▸ Exercise requirements: Write out all the data again, exactly as it stands.

▸ Stored data:
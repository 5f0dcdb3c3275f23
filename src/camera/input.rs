use glam::Vec2;
use winit::event::{ElementState, MouseButton, MouseScrollDelta, WindowEvent};

use crate::camera::controller::OrbitController;
use crate::camera::core::Camera;

/// Routes winit pointer events into an [`OrbitController`].
///
/// Left drag orbits, right drag or shift + left drag pans, the wheel
/// zooms.
#[derive(Debug, Default)]
pub struct InputHandler {
    last_mouse_pos: Option<Vec2>,
    left_pressed: bool,
    right_pressed: bool,
    shift_pressed: bool,
}

impl InputHandler {
    /// Handler with no buttons held.
    #[must_use]
    pub fn new() -> Self {
        Self::default()
    }

    /// Returns true if the event was consumed by the camera.
    pub fn handle_event(
        &mut self,
        controller: &mut OrbitController,
        camera: &Camera,
        viewport_height: f32,
        event: &WindowEvent,
    ) -> bool {
        match event {
            WindowEvent::MouseInput { button, state, .. } => {
                let pressed = *state == ElementState::Pressed;
                match button {
                    MouseButton::Left => self.left_pressed = pressed,
                    MouseButton::Right => self.right_pressed = pressed,
                    _ => return false,
                }
                true
            }
            WindowEvent::ModifiersChanged(modifiers) => {
                self.shift_pressed = modifiers.state().shift_key();
                true
            }
            WindowEvent::CursorMoved { position, .. } => {
                let current_pos =
                    Vec2::new(position.x as f32, position.y as f32);
                let delta = self
                    .last_mouse_pos
                    .map_or(Vec2::ZERO, |last| current_pos - last);
                self.last_mouse_pos = Some(current_pos);

                if self.right_pressed || (self.left_pressed && self.shift_pressed) {
                    controller.pan(camera, delta, viewport_height);
                } else if self.left_pressed {
                    controller.rotate(delta, viewport_height);
                }
                true
            }
            WindowEvent::CursorLeft { .. } => {
                self.last_mouse_pos = None;
                false
            }
            WindowEvent::MouseWheel { delta, .. } => {
                let scroll = match delta {
                    MouseScrollDelta::LineDelta(_, y) => *y,
                    MouseScrollDelta::PixelDelta(pos) => pos.y as f32 * 0.01,
                };
                controller.zoom(scroll);
                true
            }
            _ => false,
        }
    }
}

▸ Result of the exercise:
repository 5f0dcdb3c3275f23
filename src/camera/input.rs
use glam::Vec2;
use winit::event::{ElementState, MouseButton, MouseScrollDelta, WindowEvent};

use crate::camera::controller::OrbitController;
use crate::camera::core::Camera;

/// Routes winit pointer events into an [`OrbitController`].
///
/// Left drag orbits, right drag or shift + left drag pans, the wheel
/// zooms.
#[derive(Debug, Default)]
pub struct InputHandler {
    last_mouse_pos: Option<Vec2>,
    left_pressed: bool,
    right_pressed: bool,
    shift_pressed: bool,
}

impl InputHandler {
    /// Handler with no buttons held.
    #[must_use]
    pub fn new() -> Self {
        Self::default()
    }

    /// Returns true if the event was consumed by the camera.
    pub fn handle_event(
        &mut self,
        controller: &mut OrbitController,
        camera: &Camera,
        viewport_height: f32,
        event: &WindowEvent,
    ) -> bool {
        match event {
            WindowEvent::MouseInput { button, state, .. } => {
                let pressed = *state == ElementState::Pressed;
                match button {
                    MouseButton::Left => self.left_pressed = pressed,
                    MouseButton::Right => self.right_pressed = pressed,
                    _ => return false,
                }
                true
            }
            WindowEvent::ModifiersChanged(modifiers) => {
                self.shift_pressed = modifiers.state().shift_key();
                true
            }
            WindowEvent::CursorMoved { position, .. } => {
                let current_pos =
                    Vec2::new(position.x as f32, position.y as f32);
                let delta = self
                    .last_mouse_pos
                    .map_or(Vec2::ZERO, |last| current_pos - last);
                self.last_mouse_pos = Some(current_pos);

                if self.right_pressed || (self.left_pressed && self.shift_pressed) {
                    controller.pan(camera, delta, viewport_height);
                } else if self.left_pressed {
                    controller.rotate(delta, viewport_height);
                }
                true
            }
            WindowEvent::CursorLeft { .. } => {
                self.last_mouse_pos = None;
                false
            }
            WindowEvent::MouseWheel { delta, .. } => {
                let scroll = match delta {
                    MouseScrollDelta::LineDelta(_, y) => *y,
                    MouseScrollDelta::PixelDelta(pos) => pos.y as f32 * 0.01,
                };
                controller.zoom(scroll);
                true
            }
            _ => false,
        }
    }
}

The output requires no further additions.